Назначение рейхскомиссара в Баварию состоялось поздно вечером. На следующее утро Гельд выразил протест Гинденбургу. Он потребовал отмены этого назначения как необоснованного и с точки зрения закона, и по существу. Мейснер был послан к Гитлеру, который объяснил, что мера была принята, чтобы избежать кровопролития. И снова Гинденбург удовлетворился ответом канцлера. Гельду сообщили, что «(правительство рейха действовало в рамках своей компетенции», и предложили больше не беспокоить президента, поскольку подобные жалобы должны адресоваться канцлеру. Гинденбург сохранил такую же безучастность, когда днем позже такая же участь выпала Вюртембергу.
В действительности Гинденбург официально почти ничего не мог сделать, чтобы помочь Баварии, поскольку, подписав декрет от 28 февраля, выпустил из своих рук ряд президентских прав. Однако наглость, с которой лично Гитлер узурпировал эти права, хотя они были переданы не ему, а правительству рейха, должна была насторожить Гинденбурга и дать ему понять, что нельзя отказываться хотя бы от оставшихся президентских прерогатив. На деле же произошло обратное. 15 марта кабинет обсудил акт, по которому избранный рейхстаг передавал законодательные функции правительству рейха. Акт должен быть составлен таким образом, сообщил Фрик, чтобы правительство имело право пренебрегать любыми положениями конституции. Гугенберг спросил, будет ли президент принимать участие в законодательной деятельности, которая будет осуществляться на основе предлагаемого акта. Мейснер поспешно ответил, что нет необходимости тревожить президента подобными вопросами, поскольку он не требовал для себя такого права. Поразмыслив, он добавил, что, вероятно, было бы желательно привлекать авторитет президента в делах особой важности, но это предложение явно было внесено, чтобы помочь правительству, а не ограничить его. На послевоенном процессе Мейснер утверждал, что Гинденбург всегда был против взятия на себя ответственности за непопулярные чрезвычайные декреты и был рад освободиться от этого бремени благодаря соответствующему законодательному акту. Он не хотел служить, процитировал своего патрона Мейснер, «машиной для подписи» или «(прикрытием для Гитлера». Президент не только не возражал, но и приветствовал урезывание своей власти и с готовностью отказался от своего права рассматривать и опубликовывать законы. Ни Папен, ни кто – либо другой не пытались убедить его не отказываться от столь важной президентской обязанности, которая в тот момент была важнее, чем когда бы то ни было. Вся концепция «приручения» Гитлера основывалась на активном участии Гинденбурга, но тот небрежно отказался от роли гаранта конституции и защитника законного цивилизованного правительства, хотя обязан был понимать, как много поставлено на карту.

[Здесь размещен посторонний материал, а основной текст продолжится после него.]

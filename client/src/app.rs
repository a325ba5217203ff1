//! Root application component with routing and context providers.

use leptos::prelude::*;
use leptos_meta::{MetaTags, Stylesheet, Title, provide_meta_context};
use leptos_router::{
    ParamSegment, StaticSegment,
    components::{Route, Router, Routes},
};

use crate::pages::account::AccountPage;
use crate::pages::admin::AdminPage;
use crate::pages::cart::CartPage;
use crate::pages::home::HomePage;
use crate::pages::login::LoginPage;
use crate::pages::products::{CategoryPage, ProductsPage};
use crate::pages::unauthorized::UnauthorizedPage;
use crate::provider::ProviderClient;
use crate::state::cart::CartState;
use crate::state::session::provide_session;
use crate::state::theme::Theme;
use crate::util::{cart_storage, theme as theme_dom};

/// HTML shell rendered on the server for SSR + hydration.
pub fn shell(options: LeptosOptions) -> impl IntoView {
    view! {
        <!DOCTYPE html>
        <html lang="en">
            <head>
                <meta charset="utf-8"/>
                <meta name="viewport" content="width=device-width, initial-scale=1"/>
                <AutoReload options=options.clone()/>
                <HydrationScripts options/>
                <MetaTags/>
            </head>
            <body>
                <App/>
            </body>
        </html>
    }
}

/// Root application component.
///
/// Provides the provider client, session, theme, and cart contexts and
/// sets up client-side routing.
#[component]
pub fn App() -> impl IntoView {
    provide_meta_context();

    let provider = ProviderClient::from_build_env();
    provide_context(provider.clone());
    provide_session(&provider);

    let theme = RwSignal::new(Theme::default());
    provide_context(theme);
    // Mirror every theme change (including the initial value) onto the
    // document root's custom properties.
    Effect::new(move || theme_dom::apply(&theme.get()));

    let cart = RwSignal::new(cart_storage::load().unwrap_or_default());
    provide_context(cart);
    Effect::new(move || cart_storage::save(&cart.get()));

    view! {
        <Stylesheet id="leptos" href="/pkg/storefront.css"/>
        <Title text="Storefront Supply Co."/>

        <Router>
            <Routes fallback=|| "Page not found.".into_view()>
                <Route path=StaticSegment("") view=HomePage/>
                <Route path=StaticSegment("products") view=ProductsPage/>
                <Route path=(StaticSegment("products"), ParamSegment("slug")) view=CategoryPage/>
                <Route path=StaticSegment("cart") view=CartPage/>
                <Route path=StaticSegment("login") view=LoginPage/>
                <Route path=StaticSegment("unauthorized") view=UnauthorizedPage/>
                <Route path=StaticSegment("account") view=AccountPage/>
                <Route path=StaticSegment("admin") view=AdminPage/>
            </Routes>
        </Router>
    }
}
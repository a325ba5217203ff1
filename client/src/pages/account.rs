//! Account page — profile card, avatar upload, sign-out.
//!
//! SYSTEM CONTEXT
//! ==============
//! This is the authenticated landing route. Avatar uploads go through the
//! provider's storage interface; failures surface in the error widget with
//! a retry affordance that replays the last attempted upload.

use leptos::prelude::*;

use crate::components::error_display::ErrorDisplay;
use crate::components::footer::Footer;
use crate::components::guard::Protected;
use crate::provider::{IdentityApi as _, ProviderClient};
use crate::state::session::{self, SessionState};

const AVATAR_BUCKET: &str = "avatars";

/// Last attempted upload, kept so the retry control can replay it.
#[derive(Clone, Debug, PartialEq, Eq)]
struct PendingUpload {
    bytes: Vec<u8>,
    content_type: String,
}

#[component]
pub fn AccountPage() -> impl IntoView {
    view! {
        <Protected>
            <AccountProfile/>
        </Protected>
    }
}

#[component]
fn AccountProfile() -> impl IntoView {
    let session = expect_context::<RwSignal<SessionState>>();
    let provider = expect_context::<ProviderClient>();

    let upload_error = RwSignal::new(None::<String>);
    let pending = RwSignal::new(None::<PendingUpload>);
    let avatar_preview = RwSignal::new(None::<String>);
    let file_input = NodeRef::<leptos::html::Input>::new();

    let run_upload = {
        let provider = provider.clone();
        Callback::new(move |upload: PendingUpload| {
            let Some(user_id) = session.get_untracked().user.map(|user| user.id) else {
                return;
            };
            upload_error.set(None);
            pending.set(Some(upload.clone()));

            let provider = provider.clone();
            leptos::task::spawn_local(async move {
                let path = format!("{user_id}/avatar");
                match provider.upload(AVATAR_BUCKET, &path, upload.bytes, &upload.content_type).await {
                    Ok(()) => {
                        avatar_preview.set(Some(provider.public_url(AVATAR_BUCKET, &path)));
                        pending.set(None);
                    }
                    Err(e) => upload_error.set(Some(e.to_string())),
                }
            });
        })
    };

    let on_retry = Callback::new(move |()| {
        if let Some(upload) = pending.get_untracked() {
            run_upload.run(upload);
        }
    });

    let on_file_change = move |_ev: leptos::ev::Event| {
        #[cfg(feature = "hydrate")]
        {
            let Some(input) = file_input.get() else { return };
            let Some(file) = input.files().and_then(|files| files.get(0)) else {
                return;
            };
            let content_type = file.type_();
            leptos::task::spawn_local(async move {
                let Ok(buffer) = wasm_bindgen_futures::JsFuture::from(file.array_buffer()).await else {
                    return;
                };
                let bytes = js_sys::Uint8Array::new(&buffer).to_vec();
                run_upload.run(PendingUpload { bytes, content_type });
            });
        }
    };

    let sign_out_provider = provider.clone();
    let avatar_url = move || {
        avatar_preview
            .get()
            .or_else(|| session.get().user.and_then(|user| user.avatar_url))
    };

    view! {
        <div class="page page--account">
            <h1>"Your account"</h1>
            <section class="profile-card">
                <Show when=move || avatar_url().is_some()>
                    <img class="profile-card__avatar" src=move || avatar_url().unwrap_or_default() alt="Avatar"/>
                </Show>
                <p class="profile-card__name">
                    {move || session.get().user.map(|user| user.display_label().to_owned()).unwrap_or_default()}
                </p>
                <p class="profile-card__role">
                    "Role: " {move || session.get().role().unwrap_or("unknown").to_owned()}
                </p>
                <label class="profile-card__upload">
                    "Update avatar"
                    <input type="file" accept="image/*" node_ref=file_input on:change=on_file_change/>
                </label>
                <Show when=move || upload_error.get().is_some()>
                    <ErrorDisplay
                        message=upload_error.get().unwrap_or_default()
                        on_retry=on_retry
                    />
                </Show>
                <button class="profile-card__signout" on:click=move |_| session::sign_out(&sign_out_provider)>
                    "Sign out"
                </button>
            </section>
            <section class="order-history">
                <h2>"Order history"</h2>
                <p class="order-history__empty">"No orders yet."</p>
            </section>
            <Footer/>
        </div>
    }
}
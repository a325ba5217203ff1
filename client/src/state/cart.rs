//! Client-side cart state.
//!
//! DESIGN
//! ======
//! Line items keyed by product id; quantities and totals are derived on
//! read. Checkout/payment is out of scope for this layer, so the cart
//! never talks to the network — it persists via `util::cart_storage`.

#[cfg(test)]
#[path = "cart_test.rs"]
mod cart_test;

use serde::{Deserialize, Serialize};

/// A single cart line.
#[derive(Clone, Debug, PartialEq, Eq, Serialize, Deserialize)]
pub struct CartItem {
    pub product_id: String,
    pub name: String,
    pub unit_price_cents: u32,
    pub quantity: u32,
}

/// Shared cart state.
#[derive(Clone, Debug, Default, PartialEq, Eq, Serialize, Deserialize)]
pub struct CartState {
    pub items: Vec<CartItem>,
}

impl CartState {
    /// Add one unit of a product, creating the line if it is new.
    pub fn add(&mut self, product_id: &str, name: &str, unit_price_cents: u32) {
        if let Some(item) = self.items.iter_mut().find(|item| item.product_id == product_id) {
            item.quantity += 1;
            return;
        }
        self.items.push(CartItem {
            product_id: product_id.to_owned(),
            name: name.to_owned(),
            unit_price_cents,
            quantity: 1,
        });
    }

    /// Set a line's quantity; zero removes the line. Unknown ids are ignored.
    pub fn set_quantity(&mut self, product_id: &str, quantity: u32) {
        if quantity == 0 {
            self.remove(product_id);
            return;
        }
        if let Some(item) = self.items.iter_mut().find(|item| item.product_id == product_id) {
            item.quantity = quantity;
        }
    }

    /// Remove a line entirely.
    pub fn remove(&mut self, product_id: &str) {
        self.items.retain(|item| item.product_id != product_id);
    }

    /// Total number of units across all lines.
    #[must_use]
    pub fn count(&self) -> u32 {
        self.items.iter().map(|item| item.quantity).sum()
    }

    /// Total price in cents across all lines.
    #[must_use]
    pub fn total_cents(&self) -> u64 {
        self.items
            .iter()
            .map(|item| u64::from(item.unit_price_cents) * u64::from(item.quantity))
            .sum()
    }

    #[must_use]
    pub fn is_empty(&self) -> bool {
        self.items.is_empty()
    }
}

/// Render a cent amount as a dollar string (e.g. `1999` → `"$19.99"`).
#[must_use]
pub fn format_price_cents(cents: u64) -> String {
    format!("${}.{:02}", cents / 100, cents % 100)
}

В то же время правительство рассматривало декрет о смертной казни для поджигателей Рейхстага. Президент возмутился: он не станет подписывать декрет, имеющий обратную силу и ужесточающий наказание за уже совершенное преступление. Это нарушает все традиционные положения существующего законодательства и правосудия. Мейснер сообщил кабинету об отказе президента на заседании 7 марта. Но Гитлер продолжал настаивать на подписании декрета, и через неделю вопрос был поднят вновь. И снова Мейснер сообщил об отказе президента ввести смертную казнь для поджигателей. Мейснер предложил, чтобы правительство ввело этот декрет в действие позднее, на основании акта рейхстага. Трудно поверить, но президенту он об этом ничего не сообщил. Не исключено, что он хотел таким образом избавить президента от неприятных обязанностей: все равно президент не смог бы противиться введению смертной казни долго.
К этому времени Гинденбург, скорее всего, все же почувствовал, что Гитлер делает все, что хочет; даже в вопросах, в которых маршал всегда ощущал свою силу, он уступал фюреру. Сразу после мартовских выборов нацисты начали вывешивать флаги со свастикой на общественных зданиях. Через несколько дней Гитлер попросил Гинденбурга подписать декрет, по которому свастика заменяла черно – красно – золотые цвета на национальном флаге Германии. Папен утверждает в своих мемуарах, что был категорически против этого предложения. Он хотел видеть на национальном флаге Германии черно – бело – красные цвета, и Гинденбург сначала стал на его сторону. В конце концов он согласился на компромисс, согласно которому черно – бело – красный флаг и свастика вывешивались вместе. Это решение, устраняющее черно – красно – золотой флаг обычным декретом, который даже не опирался на статью 48, конечно же было неконституционным.